College Football Playoff expansion isn’t happening, conference commissioners say

By Teddy Greenstein

Chicago Tribune

Hungering for an expansion of the four-team College Football Playoff?

As Lee Corso would put it: “Not so fast, my friend.”

After a meeting of conference commissioners Monday before the Alabama-Clemson national title game, CFP board member Mark Keenum shot down the possibility in a statement.

“It’s way too soon —much too soon —to know if (expansion) is even a possibility,” said Keenum, also Mississippi State’s president. “It’s fair to say speculation about expansion has outdistanced the reality of what the commissioners and the presidents have discussed. If a decision were to be made down the road, the presidents would be the ones to make it and we are not there. … We have a 12-year contract we are very happy with.”

That 12-year deal commenced with the 2014 season and Ohio State’s surge into the playoff, which the Buckeyes won with victories over Alabama and Oregon.

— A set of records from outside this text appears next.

/// Complement a single IUPAC nucleotide, preserving case. Unknown symbols
/// are returned unchanged.
pub fn complement(nt: u8) -> u8 {
    match nt {
        b'A' => b'T',
        b'T' => b'A',
        b'C' => b'G',
        b'G' => b'C',
        b'U' => b'A',
        b'R' => b'Y',
        b'Y' => b'R',
        b'K' => b'M',
        b'M' => b'K',
        b'B' => b'V',
        b'V' => b'B',
        b'D' => b'H',
        b'H' => b'D',
        b'a' => b't',
        b't' => b'a',
        b'c' => b'g',
        b'g' => b'c',
        b'u' => b'a',
        _ => nt,
    }
}

/// ASCII offset used when rendering zero-based quality scores as text.
#[derive(Debug, Clone, Copy, Default, PartialEq, Eq)]
pub enum QualityEncoding {
    #[default]
    Phred33,
    /// CASAVA 1.3 to 1.7
    Phred64,
}

impl QualityEncoding {
    pub fn offset(&self) -> u8 {
        match self {
            QualityEncoding::Phred33 => 33,
            QualityEncoding::Phred64 => 64,
        }
    }

    /// Render a zero-based quality score, clamped to the printable range.
    pub fn encode(&self, qual: u8) -> u8 {
        qual.saturating_add(self.offset()).min(b'~')
    }

    pub fn encode_all(&self, quals: &[u8]) -> Vec<u8> {
        quals.iter().map(|&q| self.encode(q)).collect()
    }
}
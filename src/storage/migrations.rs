//! Database migrations embedded at compile time.
//!
//! The SQL lives in `/migrations/` at the repo root and is pulled in with
//! `include_str!`, so no migration files are read at runtime.

use rusqlite::{Connection, Result};
use tracing::info;

/// A single migration with version identifier and SQL content.
struct Migration {
    version: &'static str,
    sql: &'static str,
}

/// All migrations in order, embedded at compile time.
///
/// Version names match the SQL filenames (without .sql extension).
/// The `schema_migrations` table tracks which have been applied.
const MIGRATIONS: &[Migration] = &[
    Migration {
        version: "001_single_current_version",
        sql: include_str!("../../migrations/001_single_current_version.sql"),
    },
    Migration {
        version: "002_current_lookup_index",
        sql: include_str!("../../migrations/002_current_lookup_index.sql"),
    },
];

/// Run all pending migrations on the database.
///
/// Applied in order; versions already in `schema_migrations` are skipped,
/// so calling this on every open is a no-op once the database is current.
///
/// # Errors
///
/// Returns an error if a migration fails to apply.
pub fn run_migrations(conn: &Connection) -> Result<()> {
    conn.execute(
        "CREATE TABLE IF NOT EXISTS schema_migrations (
            version TEXT PRIMARY KEY,
            applied_at INTEGER NOT NULL
        )",
        [],
    )?;

    let applied: std::collections::HashSet<String> = conn
        .prepare("SELECT version FROM schema_migrations")?
        .query_map([], |row| row.get(0))?
        .collect::<Result<_, _>>()?;

    for migration in MIGRATIONS {
        if applied.contains(migration.version) {
            continue;
        }

        info!(version = migration.version, "Applying migration");

        conn.execute_batch(migration.sql)?;

        conn.execute(
            "INSERT INTO schema_migrations (version, applied_at) VALUES (?1, ?2)",
            rusqlite::params![migration.version, chrono::Utc::now().timestamp_micros()],
        )?;

        info!(version = migration.version, "Migration complete");
    }

    Ok(())
}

The Big Ten, though, has been shut out of the last two playoffs, and its champion has been bypassed three straight years. Commissioner Jim Delany’s frustration with that —and his view that the selection committee should give more weight to conference champions —seemed to fuel his public desire for discussion about expansion.

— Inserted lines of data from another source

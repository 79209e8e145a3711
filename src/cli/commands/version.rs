//! Version command implementation.

use crate::error::Result;
use serde::Serialize;

#[derive(Serialize)]
struct VersionOutput<'a> {
    version: &'a str,
    build: &'a str,
    schema: i32,
}

/// Execute the version command.
///
/// # Errors
///
/// Returns an error if JSON serialization fails.
pub fn execute(json: bool) -> Result<()> {
    let version = env!("CARGO_PKG_VERSION");
    let build = if cfg!(debug_assertions) {
        "dev"
    } else {
        "release"
    };
    let schema = crate::storage::schema::CURRENT_SCHEMA_VERSION;

    if json {
        return super::print_json(&VersionOutput {
            version,
            build,
            schema,
        });
    }

    println!("empsync version {version} ({build}, schema {schema})");
    Ok(())
}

Advocates of the current system argue that expanding to six or eight teams would water down the regular season, be unfair to the non-salaried players who already log up to 15 games and harm the non-playoff bowls. Plus in a season like this, any expansion likely still would have resulted in an Alabama-Clemson final.

“Academics, student-athlete well-being, existing contractual agreements and the overall good of the game are just a few of the issues we are considering,” Keenum said in the statement.

SEC Commissioner Greg Sankey said he believes “four is the right number” and his conference will not give up its lucrative title game to keep the total number of potential games at 15.

“The SEC championship game was innovative, in many ways is still innovative; people have followed with their own,” Sankey said in a statement. “Every FBS conference now has its own championship game. It’s a common-sense way in an era of conference expansion to determine a conference champion. It’s an incredibly relevant game, high-level competition, and it’s important to the SEC.”